Do you think there is anyone in America right now who would go to three movies a week?
I do not.
So with the theatrical window closing and the streaming services attempting to kill the movie theater, AMC is pushing the same zombie program they were pushing before COVID.
That's not how you save a dying business.
3. Jobs
An old rant from David Graeber about TPS reports and all the rest:
In the year 1930, John Maynard Keynes predicted that, by century's end, technology would have advanced sufficiently that countries like Great Britain or the United States would have achieved a 15-hour work week. There's every reason to believe he was right. In technological terms, we are quite capable of this. And yet it didn't happen. Instead, technology has been marshaled, if anything, to figure out ways to make us all work more. In order to achieve this, jobs have had to be created that are, effectively, pointless. Huge swathes of people, in Europe and North America in particular, spend their entire working lives performing tasks they secretly believe do not really need to be performed. The moral and spiritual damage that comes from this situation is profound. It is a scar across our collective soul. Yet virtually no one talks about it.

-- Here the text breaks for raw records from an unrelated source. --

//! Pomodoro-style focus timer.
//!
//! The timer alternates between a work phase and a break phase. It is
//! driven by elapsed wall time fed through [`ProductivityTimer::advance`],
//! which counts down in whole seconds while the timer is active.

use std::fmt;
use std::time::Duration;

use crate::constants::{DEFAULT_BREAK_MINUTES, DEFAULT_WORK_MINUTES};

#[derive(Debug, Clone, Copy, PartialEq, Eq)]
pub enum TimerMode {
    Work,
    Break,
}

impl fmt::Display for TimerMode {
    fn fmt(&self, f: &mut fmt::Formatter<'_>) -> fmt::Result {
        match self {
            TimerMode::Work => write!(f, "Focus"),
            TimerMode::Break => write!(f, "Break"),
        }
    }
}

/// A phase boundary crossed during [`ProductivityTimer::advance`].
#[derive(Debug, Clone, Copy, PartialEq, Eq)]
pub enum TimerEvent {
    /// A work phase ran out; `minutes` is its configured length.
    WorkComplete { minutes: u32 },
    BreakComplete,
}

#[derive(Debug, Clone)]
pub struct ProductivityTimer {
    work_minutes: u32,
    break_minutes: u32,
    mode: TimerMode,
    remaining_secs: u32,
    active: bool,
    sessions: u32,
    carry: Duration,
}

impl Default for ProductivityTimer {
    fn default() -> Self {
        Self::new(DEFAULT_WORK_MINUTES, DEFAULT_BREAK_MINUTES)
    }
}

impl ProductivityTimer {
    pub fn new(work_minutes: u32, break_minutes: u32) -> Self {
        let work_minutes = work_minutes.max(1);
        let break_minutes = break_minutes.max(1);
        Self {
            work_minutes,
            break_minutes,
            mode: TimerMode::Work,
            remaining_secs: work_minutes * 60,
            active: false,
            sessions: 0,
            carry: Duration::ZERO,
        }
    }

    pub fn mode(&self) -> TimerMode {
        self.mode
    }

    pub fn remaining_secs(&self) -> u32 {
        self.remaining_secs
    }

    pub fn is_active(&self) -> bool {
        self.active
    }

    /// Completed work phases since the timer was created.
    pub fn sessions(&self) -> u32 {
        self.sessions
    }

    pub fn work_minutes(&self) -> u32 {
        self.work_minutes
    }

    pub fn break_minutes(&self) -> u32 {
        self.break_minutes
    }

    fn full_secs(&self, mode: TimerMode) -> u32 {
        match mode {
            TimerMode::Work => self.work_minutes * 60,
            TimerMode::Break => self.break_minutes * 60,
        }
    }

    /// Start or pause without touching the remaining time.
    pub fn toggle(&mut self) {
        self.active = !self.active;
        self.carry = Duration::ZERO;
        tracing::debug!(active = self.active, mode = %self.mode, "timer toggled");
    }

    /// Refill the current phase and pause.
    pub fn reset(&mut self) {
        self.remaining_secs = self.full_secs(self.mode);
        self.active = false;
        self.carry = Duration::ZERO;
    }

    /// Change phase lengths. A paused timer picks up the new length of its
    /// current phase immediately; a running one on the next phase.
    pub fn set_durations(&mut self, work_minutes: u32, break_minutes: u32) {
        self.work_minutes = work_minutes.max(1);
        self.break_minutes = break_minutes.max(1);
        if !self.active {
            self.remaining_secs = self.full_secs(self.mode);
        }
    }

    /// Count down one second. Returns the phase change if this tick
    /// finished the current phase.
    pub fn tick(&mut self) -> Option<TimerEvent> {
        if !self.active {
            return None;
        }
        if self.remaining_secs > 1 {
            self.remaining_secs -= 1;
            return None;
        }
        let event = match self.mode {
            TimerMode::Work => {
                self.sessions += 1;
                self.mode = TimerMode::Break;
                TimerEvent::WorkComplete {
                    minutes: self.work_minutes,
                }
            }
            TimerMode::Break => {
                self.mode = TimerMode::Work;
                TimerEvent::BreakComplete
            }
        };
        self.remaining_secs = self.full_secs(self.mode);
        tracing::info!(?event, sessions = self.sessions, "timer phase finished");
        Some(event)
    }

    /// Feed elapsed wall time; sub-second remainders carry over.
    pub fn advance(&mut self, elapsed: Duration) -> Vec<TimerEvent> {
        if !self.active {
            return Vec::new();
        }
        self.carry += elapsed;
        let whole = self.carry.as_secs();
        self.carry -= Duration::from_secs(whole);
        (0..whole).filter_map(|_| self.tick()).collect()
    }

    /// Percentage of the current phase already elapsed.
    pub fn progress(&self) -> f64 {
        let full = f64::from(self.full_secs(self.mode));
        (full - f64::from(self.remaining_secs)) / full * 100.0
    }

    /// Remaining time as `MM:SS`.
    pub fn display(&self) -> String {
        format!(
            "{:02}:{:02}",
            self.remaining_secs / 60,
            self.remaining_secs % 60
        )
    }
}

#[cfg(test)]
mod tests {
    use super::*;

    #[test]
    fn toggle_keeps_remaining_time() {
        let mut t = ProductivityTimer::default();
        t.toggle();
        t.advance(Duration::from_secs(10));
        t.toggle();
        assert!(!t.is_active());
        assert_eq!(t.remaining_secs(), 25 * 60 - 10);
        t.advance(Duration::from_secs(30));
        assert_eq!(t.remaining_secs(), 25 * 60 - 10);
    }

    #[test]
    fn reset_refills_and_pauses() {
        let mut t = ProductivityTimer::default();
        t.toggle();
        t.advance(Duration::from_secs(75));
        t.reset();
        assert!(!t.is_active());
        assert_eq!(t.remaining_secs(), 25 * 60);
        assert_eq!(t.display(), "25:00");
    }

    #[test]
    fn sub_second_elapsed_carries() {
        let mut t = ProductivityTimer::default();
        t.toggle();
        for _ in 0..4 {
            t.advance(Duration::from_millis(250));
        }
        assert_eq!(t.remaining_secs(), 25 * 60 - 1);
    }

    #[test]
    fn break_completion_returns_to_work() {
        let mut t = ProductivityTimer::new(1, 1);
        t.toggle();
        let events = t.advance(Duration::from_secs(120));
        assert_eq!(
            events,
            vec![
                TimerEvent::WorkComplete { minutes: 1 },
                TimerEvent::BreakComplete
            ]
        );
        assert_eq!(t.mode(), TimerMode::Work);
        assert_eq!(t.remaining_secs(), 60);
        assert!(t.is_active());
    }

    #[test]
    fn set_durations_applies_while_paused() {
        let mut t = ProductivityTimer::default();
        t.set_durations(50, 10);
        assert_eq!(t.remaining_secs(), 50 * 60);
        t.toggle();
        t.set_durations(30, 10);
        assert_eq!(t.remaining_secs(), 50 * 60);
    }

    #[test]
    fn progress_tracks_elapsed_share() {
        let mut t = ProductivityTimer::new(10, 5);
        assert_eq!(t.progress(), 0.0);
        t.toggle();
        t.advance(Duration::from_secs(300));
        assert!((t.progress() - 50.0).abs() < f64::EPSILON);
    }
}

Why did Keynes' promised utopia—still being eagerly awaited in the '60s—never materialise? The standard line today is that he didn't figure in the massive increase in consumerism. Given the choice between less hours and more toys and pleasures, we've collectively chosen the latter. This presents a nice morality tale, but even a moment's reflection shows it can't really be true. Yes, we have witnessed the creation of an endless variety of new jobs and industries since the '20s, but very few have anything to do with the production and distribution of sushi, iPhones, or fancy sneakers.
So what are these new jobs, precisely? A recent report comparing employment in the US between 1910 and 2000 gives us a clear picture (and I note, one pretty much exactly echoed in the UK). Over the course of the last century, the number of workers employed as domestic servants, in industry, and in the farm sector has collapsed dramatically. At the same time, ‘professional, managerial, clerical, sales, and service workers’ tripled, growing ‘from one-quarter to three-quarters of total employment.’ In other words, productive jobs have, just as predicted, been largely automated away (even if you count industrial workers globally, including the toiling masses in India and China, such workers are still not nearly so large a percentage of the world population as they used to be.)

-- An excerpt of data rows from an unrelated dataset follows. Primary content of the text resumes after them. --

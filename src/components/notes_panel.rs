use ratatui::Frame;
use ratatui::layout::{Constraint, Layout, Rect};
use ratatui::style::{Modifier, Style};
use ratatui::text::Line;
use ratatui::widgets::{Block, Borders, List, ListItem};

use crate::components::Component;
use crate::theme;

/// Read-only side panel listing the current project's notes and goals.
#[derive(Debug, Default)]
pub struct NotesPanel {
    notes: Vec<String>,
    goals: Vec<String>,
}

impl NotesPanel {
    pub fn new(notes: &[String], goals: &[String]) -> Self {
        Self {
            notes: notes.to_vec(),
            goals: goals.to_vec(),
        }
    }

    fn list<'a>(title: &'a str, entries: &'a [String], bullet: &'a str) -> List<'a> {
        let items: Vec<ListItem> = if entries.is_empty() {
            vec![ListItem::new(Line::styled("  (none)", theme::dim()))]
        } else {
            entries
                .iter()
                .enumerate()
                .map(|(i, text)| ListItem::new(format!("{bullet}{}. {text}", i + 1)))
                .collect()
        };
        List::new(items).block(
            Block::default()
                .title(Line::styled(
                    title,
                    Style::default().add_modifier(Modifier::BOLD),
                ))
                .borders(Borders::ALL)
                .border_style(theme::border(false)),
        )
    }
}

impl Component for NotesPanel {
    fn render(&mut self, frame: &mut Frame<'_>, area: Rect) {
        if area.width < 4 || area.height < 4 {
            return;
        }
        let [notes, goals] =
            Layout::vertical([Constraint::Percentage(60), Constraint::Percentage(40)]).areas(area);
        frame.render_widget(Self::list(" Notes ", &self.notes, ""), notes);
        frame.render_widget(Self::list(" Goals ", &self.goals, "\u{25ce} "), goals);
    }
}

But rather than allowing a massive reduction of working hours to free the world's population to pursue their own projects, pleasures, visions, and ideas, we have seen the ballooning of not even so much of the ‘service’ sector as of the administrative sector, up to and including the creation of whole new industries like financial services or telemarketing, or the unprecedented expansion of sectors like corporate law, academic and health administration, human resources, and public relations. And these numbers do not even reflect on all those people whose job is to provide administrative, technical, or security support for these industries, or for that matter the whole host of ancillary industries (dog-washers, all-night pizza delivery) that only exist because everyone else is spending so much of their time working in all the other ones.
These are what I propose to call ‘bullshit jobs’.